ActNow, an e-learning tool has been launched by Health Education England and NHS England which will help health service staff prevent hospital delays for patients.
Each year nearly 350,000 patients spend more than 3 weeks in acute hospitals. Most of these people are older and often frail, and although treatment in hospital for a short period of time is necessary, longer stays can make them susceptible to deconditioning or infections.
Prolonged hospital stays can cause muscle aging in 1 in 3 70-year-olds, which can affect their mobility permanently and make tasks they could perform previously more difficult to do.
As part of the NHS Long Term Plan, action has been taken to help thousands of people avoid lengthy stays in hospitals. NHS nurses, doctors and are staff are being encouraged to make informed decisions about when patients can leave after recovery from illnesses or operations. The campaign is called “Where Best Next?” and aims to help around 140,000 people annually to avoid 3 weeks in hospital or more unnecessary hospital stays.
The new resources that are being provided will help staff to implement practical actions and use every opportunity available to ensure patients are looked after in the best place for them. The resources will help by teaching the use of new technology, caring for people at home and effective early discharge from hospital. The online course that can be completed by staff will be an added benefit as they can use it as evidence of ongoing learning and professional development.
Hilary Garratt, Deputy Chief Nursing Officer for England said: “We want to ensure that all patients benefit from the shortest possible stay on a ward, getting home as soon as they are fit to leave with the support they need.

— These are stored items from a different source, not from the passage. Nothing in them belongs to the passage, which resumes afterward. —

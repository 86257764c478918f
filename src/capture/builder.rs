//! Double-buffered capture snapshot builder
//!
//! The camera metadata thread writes into a private staging record as each
//! frame's results arrive. Consumers only ever see the published record,
//! which is refreshed from staging on an explicit [`publish`] when staging
//! is dirty. Both records, the pool of spare records handed out as
//! snapshots, and the single-flight validation slot sit behind one lock.
//!
//! [`publish`]: CaptureSnapshotBuilder::publish

use std::sync::{Arc, Mutex, MutexGuard, PoisonError};

use tracing::{debug, warn};

use super::frame::FrameMetadata;
use super::pool::BufferAllocator;
use super::record::{Capture, ValidationState};

struct BuilderState {
    staging: Capture,
    published: Capture,
    dirty: bool,
    /// Spare records, reused for snapshots
    free: Vec<Capture>,
    /// Records handed out and not yet recycled
    leased: usize,
    /// Validation state of the one capture allowed in flight
    validation: ValidationState,
}

pub struct CaptureSnapshotBuilder {
    state: Mutex<BuilderState>,
    buffers: Arc<dyn BufferAllocator>,
    max_free: usize,
}

impl CaptureSnapshotBuilder {
    pub fn new(buffers: Arc<dyn BufferAllocator>, pool_size: usize) -> Self {
        let free = (0..pool_size).map(|_| Capture::default()).collect();
        Self {
            state: Mutex::new(BuilderState {
                staging: Capture::default(),
                published: Capture::default(),
                dirty: false,
                free,
                leased: 0,
                validation: ValidationState::Wait,
            }),
            buffers,
            max_free: pool_size,
        }
    }

    fn lock(&self) -> MutexGuard<'_, BuilderState> {
        self.state.lock().unwrap_or_else(PoisonError::into_inner)
    }

    /// Stages readiness derived from one frame's metadata
    pub fn build(&self, metadata: &FrameMetadata) {
        let mut state = self.lock();
        if let Some(pixels) = state.staging.pixels.take() {
            self.buffers.release(pixels);
        }

        let camera = metadata.camera_readiness();
        state.staging.camera = camera.camera;
        state.staging.light = camera.light;
        state.staging.faces = metadata.face_readiness();
        state.dirty = true;
    }

    /// Synchronizes the published record from staging if it changed, and
    /// returns a pooled copy of it. Snapshots always start out in
    /// `ValidationState::Wait`; the slot state is read with
    /// [`validation_slot`](Self::validation_slot).
    pub fn publish(&self) -> Capture {
        let mut state = self.lock();
        let state = &mut *state;

        if state.dirty {
            state.published.camera = state.staging.camera;
            state.published.light = state.staging.light;
            state.published.faces = state.staging.faces;
            if let Some(pixels) = state.published.pixels.take() {
                self.buffers.release(pixels);
            }
            state.dirty = false;
        }

        let mut snapshot = state.free.pop().unwrap_or_default();
        snapshot.copy_metadata_from(&state.published);
        snapshot.validation = ValidationState::Wait;
        state.leased += 1;
        snapshot
    }

    /// Returns a record to the pool, its pixel buffer to the allocator
    pub fn recycle(&self, mut capture: Capture) {
        if let Some(pixels) = capture.reset() {
            self.buffers.release(pixels);
        }

        let mut state = self.lock();
        state.leased = state.leased.saturating_sub(1);
        if state.free.len() < self.max_free {
            state.free.push(capture);
        }
    }

    /// Claims the single validation slot. Returns `false` if a capture is
    /// already in flight.
    pub fn begin_validation(&self) -> bool {
        let mut state = self.lock();
        if state.validation != ValidationState::Wait {
            warn!(
                "Validation slot already taken ({:?}), refusing second capture",
                state.validation
            );
            return false;
        }
        state.validation = ValidationState::InProgress;
        true
    }

    /// Releases the validation slot, new captures may be gated again
    pub fn end_validation(&self) {
        let mut state = self.lock();
        if state.validation == ValidationState::Wait {
            debug!("Validation slot released twice");
        }
        state.validation = ValidationState::Wait;
    }

    pub fn is_validating(&self) -> bool {
        self.lock().validation != ValidationState::Wait
    }

    /// State of the single-flight slot, `Wait` when no capture is in flight
    pub fn validation_slot(&self) -> ValidationState {
        self.lock().validation
    }

    /// Snapshot records currently owned outside the builder
    pub fn leased(&self) -> usize {
        self.lock().leased
    }

    pub fn buffers(&self) -> &Arc<dyn BufferAllocator> {
        &self.buffers
    }
}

“Not only is that better for them, reducing the risk of infection or loss of mobility for older people in particular, but it also means that more beds are available for others who need care too, easing pressure on A&E and other parts of the system.
“This new ActNow resource will help nursing and care teams in the vital role they play throughout a patient’s journey, and are ideal to include as part of team training or for professional development plans for nurses at every level, including our non-registered colleagues.”